*** Entries supplied

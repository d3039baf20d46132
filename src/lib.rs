pub mod app;
pub mod cli;
pub mod client;
pub mod commands;
pub mod error;
pub mod form;
pub mod handler;
pub mod history;
pub mod links;
pub mod metadata;
pub mod planner;
pub mod prompts;
pub mod render;
pub mod server;
pub mod settings;
pub mod share;
pub mod storage;
pub mod terminal;
pub mod types;
use serde::Serialize;

use crate::types::{GroundingLink, LinkKind};

pub const DEFAULT_LINK_TITLE: &str = "Source";

/// A grounding link ready for display.
#[derive(Clone, Debug, PartialEq, Eq, Serialize)]
#[serde(rename_all = "camelCase")]
pub struct LinkCard {
    pub display_title: String,
    pub href: String,
    pub kind: LinkKind,
}

/// Builds cards in input order. Links without a uri are skipped.
pub fn link_cards(links: &[GroundingLink]) -> Vec<LinkCard> {
    links
        .iter()
        .filter_map(|link| {
            let source = link.source();
            let href = source.uri.trim();
            if href.is_empty() {
                return None;
            }
            let display_title = source
                .title
                .as_deref()
                .map(str::trim)
                .filter(|t| !t.is_empty())
                .unwrap_or(DEFAULT_LINK_TITLE)
                .to_string();
            Some(LinkCard {
                display_title,
                href: href.to_string(),
                kind: link.kind(),
            })
        })
        .collect()
}

#[cfg(test)]
mod tests {
    use super::*;
    use crate::types::LinkSource;

    #[test]
    fn cards_keep_order_and_kind() {
        let cards = link_cards(&[
            GroundingLink::web("https://a.example", "Castle guide"),
            GroundingLink::maps("https://maps.example/x", "Lednice"),
        ]);
        assert_eq!(
            cards,
            vec![
                LinkCard {
                    display_title: "Castle guide".into(),
                    href: "https://a.example".into(),
                    kind: LinkKind::Web,
                },
                LinkCard {
                    display_title: "Lednice".into(),
                    href: "https://maps.example/x".into(),
                    kind: LinkKind::Maps,
                },
            ]
        );
    }

    #[test]
    fn missing_or_blank_title_falls_back() {
        let cards = link_cards(&[
            GroundingLink::Web(LinkSource {
                uri: "https://a.example".into(),
                title: None,
            }),
            GroundingLink::Maps(LinkSource {
                uri: "https://maps.example".into(),
                title: Some("  ".into()),
            }),
        ]);
        assert!(cards.iter().all(|c| c.display_title == DEFAULT_LINK_TITLE));
    }

    #[test]
    fn links_without_uri_are_skipped() {
        let cards = link_cards(&[
            GroundingLink::web("", "Nowhere"),
            GroundingLink::web("https://b.example", "B"),
        ]);
        assert_eq!(cards.len(), 1);
        assert_eq!(cards[0].href, "https://b.example");
    }
}
use thiserror::Error;
use tokio::io;

use crate::share::ShareError;
use crate::storage::StorageError;

pub type ServiceResult<T> = core::result::Result<T, ServiceError>;

/// Fallback shown when the generator fails without saying why.
pub const GENERIC_UPSTREAM_MESSAGE: &str =
    "Itinerary generation failed. Check the API key configuration and try again.";

/// Failures on the generation path. All of them end at the submission
/// boundary as a single user-visible message.
#[derive(Debug, Error)]
pub enum PlanError {
    #[error("no API key is configured for the generation service")]
    Configuration,
    #[error("the generation service returned no content")]
    EmptyResponse,
    #[error("{0}")]
    Upstream(String),
    #[error("invalid trip request: {0}")]
    InvalidRequest(String),
    #[error("a plan is already being generated")]
    Busy,
}

impl PlanError {
    pub fn upstream(message: Option<String>) -> Self {
        match message {
            Some(m) if !m.trim().is_empty() => PlanError::Upstream(m),
            _ => PlanError::Upstream(GENERIC_UPSTREAM_MESSAGE.to_string()),
        }
    }

    pub fn user_message(&self) -> String {
        match self {
            PlanError::Configuration => "No API key is configured. Set GEMINI_API_KEY or run \
                 `roadtrip config` and enter a key, then try again."
                .to_string(),
            PlanError::EmptyResponse => {
                "The AI returned no itinerary. Please try again in a moment.".to_string()
            }
            PlanError::Upstream(message) => message.clone(),
            PlanError::InvalidRequest(message) => message.clone(),
            PlanError::Busy => {
                "A plan is already being generated, wait for it to finish.".to_string()
            }
        }
    }
}

#[derive(Debug, Error)]
pub enum ServiceError {
    #[error("{0}")]
    FromString(String),
    #[error("{0}")]
    Plan(#[from] PlanError),
    #[error("{0}")]
    Storage(#[from] StorageError),
    #[error("{0}")]
    Share(#[from] ShareError),
    #[error("{0}")]
    IoError(#[from] io::Error),
    #[error("{0}")]
    SerdeJsonError(#[from] serde_json::Error),
    #[error("{0}")]
    Prompt(#[from] dialoguer::Error),
    #[error("invalid settings: {0}")]
    Settings(String),
    #[error("plan not found: {0}")]
    PlanNotFound(String),
}
use rmcp::{ServiceExt, transport::stdio};
use tracing::{error, info};

use crate::error::{ServiceError, ServiceResult};
use crate::handler::PlannerHandler;
use crate::metadata::{PKG_NAME, PKG_VERSION};

/// Serves the planner tools over stdio until the client disconnects.
pub async fn start_server(handler: PlannerHandler) -> ServiceResult<()> {
    info!("Starting {PKG_NAME} MCP server v{PKG_VERSION} on stdio");

    let service = handler.serve(stdio()).await.map_err(|e| {
        error!(error = %e, "MCP handshake failed");
        ServiceError::FromString(e.to_string())
    })?;
    let reason = service
        .waiting()
        .await
        .map_err(|e| ServiceError::FromString(e.to_string()))?;
    info!(?reason, "MCP server stopped");
    Ok(())
}
include!(concat!(env!("OUT_DIR"), "/pkg_info.rs"));
//! Share tokens: a plan's `{content, links}` as percent-encoded JSON wrapped in
//! base64, carried in the `share` query parameter.
//!
//! Decoding is lenient about how the token travelled. It accepts tokens that
//! were URL-encoded once more, URL-safe or standard alphabets, missing
//! padding, and the full stored plan instead of the `{content, links}` pair.

use base64::Engine;
use base64::alphabet;
use base64::engine::general_purpose::{GeneralPurpose, GeneralPurposeConfig};
use base64::engine::DecodePaddingMode;
use chrono::Utc;
use serde::{Deserialize, Deserializer, Serialize};
use std::borrow::Cow;
use thiserror::Error;
use tracing::debug;
use url::Url;

use crate::types::{GroundingLink, Plan, PlanRequest, deserialize_links};

pub const SHARE_PARAM: &str = "share";

const STANDARD: GeneralPurpose = GeneralPurpose::new(
    &alphabet::STANDARD,
    GeneralPurposeConfig::new().with_decode_padding_mode(DecodePaddingMode::Indifferent),
);
const URL_SAFE: GeneralPurpose = GeneralPurpose::new(
    &alphabet::URL_SAFE,
    GeneralPurposeConfig::new()
        .with_encode_padding(false)
        .with_decode_padding_mode(DecodePaddingMode::Indifferent),
);

#[derive(Debug, Error)]
pub enum ShareError {
    #[error("share token is empty")]
    Empty,
    #[error("share token is not valid base64: {0}")]
    Base64(#[from] base64::DecodeError),
    #[error("share payload is not valid UTF-8: {0}")]
    Utf8(#[from] std::string::FromUtf8Error),
    #[error("share payload is not a plan: {0}")]
    Json(#[from] serde_json::Error),
    #[error("invalid share URL: {0}")]
    Url(#[from] url::ParseError),
}

#[derive(Serialize)]
struct SharePayload<'a> {
    content: &'a str,
    links: &'a [GroundingLink],
}

/// What a share token carries.
#[derive(Clone, Debug, PartialEq, Deserialize)]
pub struct SharedPlan {
    pub content: String,
    #[serde(default, alias = "groundingLinks", deserialize_with = "deserialize_links")]
    pub links: Vec<GroundingLink>,
    /// Only present when the token holds a full stored plan.
    #[serde(default, deserialize_with = "lenient_request")]
    pub request: Option<PlanRequest>,
}

/// A request that doesn't parse is dropped; the content and links still load.
fn lenient_request<'de, D>(deserializer: D) -> Result<Option<PlanRequest>, D::Error>
where
    D: Deserializer<'de>,
{
    let raw = Option::<serde_json::Value>::deserialize(deserializer)?;
    Ok(raw.and_then(|value| {
        serde_json::from_value(value)
            .inspect_err(|e| debug!(error = %e, "ignoring request in share token"))
            .ok()
    }))
}

impl SharedPlan {
    /// Hydrates a new plan with a `shared-<millis>` id stamped now.
    pub fn into_plan(self) -> Plan {
        let now = Utc::now();
        Plan {
            id: format!("shared-{}", now.timestamp_millis()),
            created_at: now,
            request: self.request,
            content: self.content,
            links: self.links,
        }
    }
}

pub fn encode(plan: &Plan) -> Result<String, ShareError> {
    let json = serde_json::to_string(&SharePayload {
        content: &plan.content,
        links: &plan.links,
    })?;
    let escaped = urlencoding::encode(&json);
    Ok(STANDARD.encode(escaped.as_bytes()))
}

pub fn decode(token: &str) -> Result<SharedPlan, ShareError> {
    let token = token.trim();
    if token.is_empty() {
        return Err(ShareError::Empty);
    }
    let token: Cow<'_, str> = if token.contains('%') {
        urlencoding::decode(token)?
    } else {
        Cow::Borrowed(token)
    };
    // form decoding turns '+' into ' '
    let token = token.replace(' ', "+");

    let bytes = if token.contains(['-', '_']) {
        URL_SAFE.decode(token.as_bytes())?
    } else {
        STANDARD.decode(token.as_bytes())?
    };
    let inner = String::from_utf8(bytes)?;
    let json: Cow<'_, str> = if inner.trim_start().starts_with('{') {
        Cow::Borrowed(inner.as_str())
    } else {
        urlencoding::decode(&inner)?
    };
    Ok(serde_json::from_str(&json)?)
}

/// `base` with its `share` parameter replaced by `token`.
pub fn share_url(base: &str, token: &str) -> Result<String, ShareError> {
    let mut url = Url::parse(base)?;
    let kept: Vec<(String, String)> = url
        .query_pairs()
        .filter(|(k, _)| k != SHARE_PARAM)
        .map(|(k, v)| (k.into_owned(), v.into_owned()))
        .collect();
    url.query_pairs_mut()
        .clear()
        .extend_pairs(kept)
        .append_pair(SHARE_PARAM, token);
    Ok(url.into())
}

/// Pulls the token out of a share URL. Input that doesn't parse as a URL is
/// taken to be the bare token.
pub fn token_from_input(input: &str) -> Option<String> {
    let input = input.trim();
    match Url::parse(input) {
        Ok(url) => url
            .query_pairs()
            .find(|(k, _)| k == SHARE_PARAM)
            .map(|(_, v)| v.into_owned()),
        Err(_) if input.is_empty() => None,
        Err(_) => Some(input.to_string()),
    }
}
use chrono::Utc;
use std::sync::Arc;
use tracing::info;
use ulid::Ulid;

use crate::client::{Generator, ToolConfig};
use crate::error::PlanError;
use crate::prompts::{DEFAULT_VEHICLE, build_prompt};
use crate::types::{LatLng, Plan, PlanRequest};

/// Turns a trip request into a plan with exactly one generator call.
#[derive(Clone)]
pub struct Planner {
    generator: Arc<dyn Generator>,
    vehicle: String,
}

impl Planner {
    pub fn new(generator: Arc<dyn Generator>) -> Self {
        Self {
            generator,
            vehicle: DEFAULT_VEHICLE.to_string(),
        }
    }

    pub fn with_vehicle(mut self, vehicle: impl Into<String>) -> Self {
        self.vehicle = vehicle.into();
        self
    }

    pub fn vehicle(&self) -> &str {
        &self.vehicle
    }

    pub fn submit(&self, request: PlanRequest, location: Option<LatLng>) -> Result<Plan, PlanError> {
        request.validate().map_err(PlanError::InvalidRequest)?;
        if !self.generator.credential_configured() {
            return Err(PlanError::Configuration);
        }

        let prompt = build_prompt(&request, &self.vehicle);
        let tools = ToolConfig::grounded(location);
        info!(
            destination = %request.destination,
            days = request.days,
            located = location.is_some(),
            "generating itinerary"
        );
        let generation = self.generator.generate(&prompt, &tools)?;

        let content = generation
            .text
            .filter(|t| !t.trim().is_empty())
            .ok_or(PlanError::EmptyResponse)?;
        let plan = Plan {
            id: Ulid::new().to_string(),
            created_at: Utc::now(),
            request: Some(request),
            content,
            links: generation.links,
        };
        info!(id = %plan.id, links = plan.links.len(), "itinerary generated");
        Ok(plan)
    }
}

#[cfg(test)]
pub(crate) mod testing {
    use std::sync::Mutex;
    use std::sync::atomic::{AtomicUsize, Ordering};

    use crate::client::{Generation, Generator, ToolConfig};
    use crate::error::PlanError;

    /// Generator double that records every call it receives. Replies with the
    /// same generation each time unless a one-shot failure is queued.
    pub struct FakeGenerator {
        pub configured: bool,
        pub reply: Generation,
        pub failure: Mutex<Option<PlanError>>,
        pub calls: AtomicUsize,
        pub last_prompt: Mutex<Option<String>>,
        pub last_tools: Mutex<Option<ToolConfig>>,
    }

    impl FakeGenerator {
        pub fn replying(text: &str) -> Self {
            Self::with_reply(Ok(Generation {
                text: Some(text.to_string()),
                links: Vec::new(),
            }))
        }

        pub fn with_reply(reply: Result<Generation, PlanError>) -> Self {
            let (reply, failure) = match reply {
                Ok(generation) => (generation, None),
                Err(e) => (Generation::default(), Some(e)),
            };
            Self {
                configured: true,
                reply,
                failure: Mutex::new(failure),
                calls: AtomicUsize::new(0),
                last_prompt: Mutex::new(None),
                last_tools: Mutex::new(None),
            }
        }

        pub fn unconfigured() -> Self {
            Self {
                configured: false,
                ..Self::replying("unused")
            }
        }

        pub fn calls(&self) -> usize {
            self.calls.load(Ordering::SeqCst)
        }
    }

    impl Generator for FakeGenerator {
        fn credential_configured(&self) -> bool {
            self.configured
        }

        fn generate(&self, prompt: &str, tools: &ToolConfig) -> Result<Generation, PlanError> {
            self.calls.fetch_add(1, Ordering::SeqCst);
            *self.last_prompt.lock().unwrap() = Some(prompt.to_string());
            *self.last_tools.lock().unwrap() = Some(*tools);
            match self.failure.lock().unwrap().take() {
                Some(e) => Err(e),
                None => Ok(self.reply.clone()),
            }
        }
    }
}
use std::io::IsTerminal;
use std::sync::Arc;

use clap::Parser;
use tracing_subscriber::{EnvFilter, fmt, layer::SubscriberExt, util::SubscriberInitExt};

use roadtrip_planner::{
    app::AppState,
    cli::{Cli, Command},
    client::GeminiClient,
    commands, form,
    handler::PlannerHandler,
    metadata::{PKG_NAME, PKG_VERSION},
    planner::Planner,
    server::start_server,
    settings::Settings,
    storage::FileStore,
};

#[tokio::main]
async fn main() -> Result<(), Box<dyn std::error::Error>> {
    let cli = Cli::parse();

    // stdout belongs to the MCP transport when serving, so logs go to stderr
    let default_level = if matches!(cli.command, Command::Serve) {
        "info"
    } else {
        "warn"
    };
    tracing_subscriber::registry()
        .with(EnvFilter::try_from_default_env().unwrap_or_else(|_| default_level.into()))
        .with(fmt::layer().with_writer(std::io::stderr))
        .init();

    if let Command::Version = cli.command {
        println!("{PKG_NAME} {PKG_VERSION}");
        return Ok(());
    }

    let root = match cli.global.data_dir.clone() {
        Some(dir) => dir,
        None => FileStore::default_root()?,
    };
    let mut settings_store = FileStore::new(root.clone());
    let mut settings = Settings::load(&settings_store);

    if let Command::Config = cli.command {
        let edited = form::edit_settings(&settings)?;
        edited.validate().map_err(|e| format!("invalid settings: {e}"))?;
        edited.save(&mut settings_store)?;
        println!(
            "Saved settings to {}",
            settings_store.root().join("settings.json").display()
        );
        return Ok(());
    }

    settings.apply(cli.global.overrides());
    settings.validate().map_err(|e| format!("invalid settings: {e}"))?;

    let generator = Arc::new(GeminiClient::new(settings.gemini_config()));
    let planner = Planner::new(generator).with_vehicle(settings.vehicle.clone());
    let mut state = AppState::new(planner, Box::new(FileStore::new(root.clone())));
    state.set_location(settings.location_hint());

    let output = match cli.command {
        Command::Plan(args) => {
            let request = match args.to_request() {
                Some(request) if !args.interactive => request,
                seed => form::prompt_request(seed.as_ref())?,
            };
            if std::io::stderr().is_terminal() {
                eprintln!("Planning {} ({} days)...", request.destination, request.days);
            }
            commands::plan(&mut state, request, args.json)?
        }
        Command::Show { id, json } => commands::show(&state, id.as_deref(), json)?,
        Command::History { json } => commands::history(&state, json)?,
        Command::Remove { id } => commands::remove(&mut state, &id)?,
        Command::Clear { yes } => {
            if !yes && !form::confirm("Delete all saved trips?")? {
                return Ok(());
            }
            commands::clear(&mut state)?
        }
        Command::Share { id, base_url } => {
            commands::share(&state, &settings, id.as_deref(), base_url.as_deref())?
        }
        Command::Open { input, save } => commands::open(&mut state, &input, save)?,
        Command::Status => commands::status(&state, &settings, settings_store.root()),
        Command::Serve => {
            start_server(PlannerHandler::new(state, settings.share_base_url.clone())).await?;
            return Ok(());
        }
        Command::Config | Command::Version => return Ok(()),
    };

    print!("{output}");
    if !output.ends_with('\n') {
        println!();
    }
    Ok(())
}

******

Your task: Give only a number: how many lines of the data hold the string "args"?

Exercise answer: 4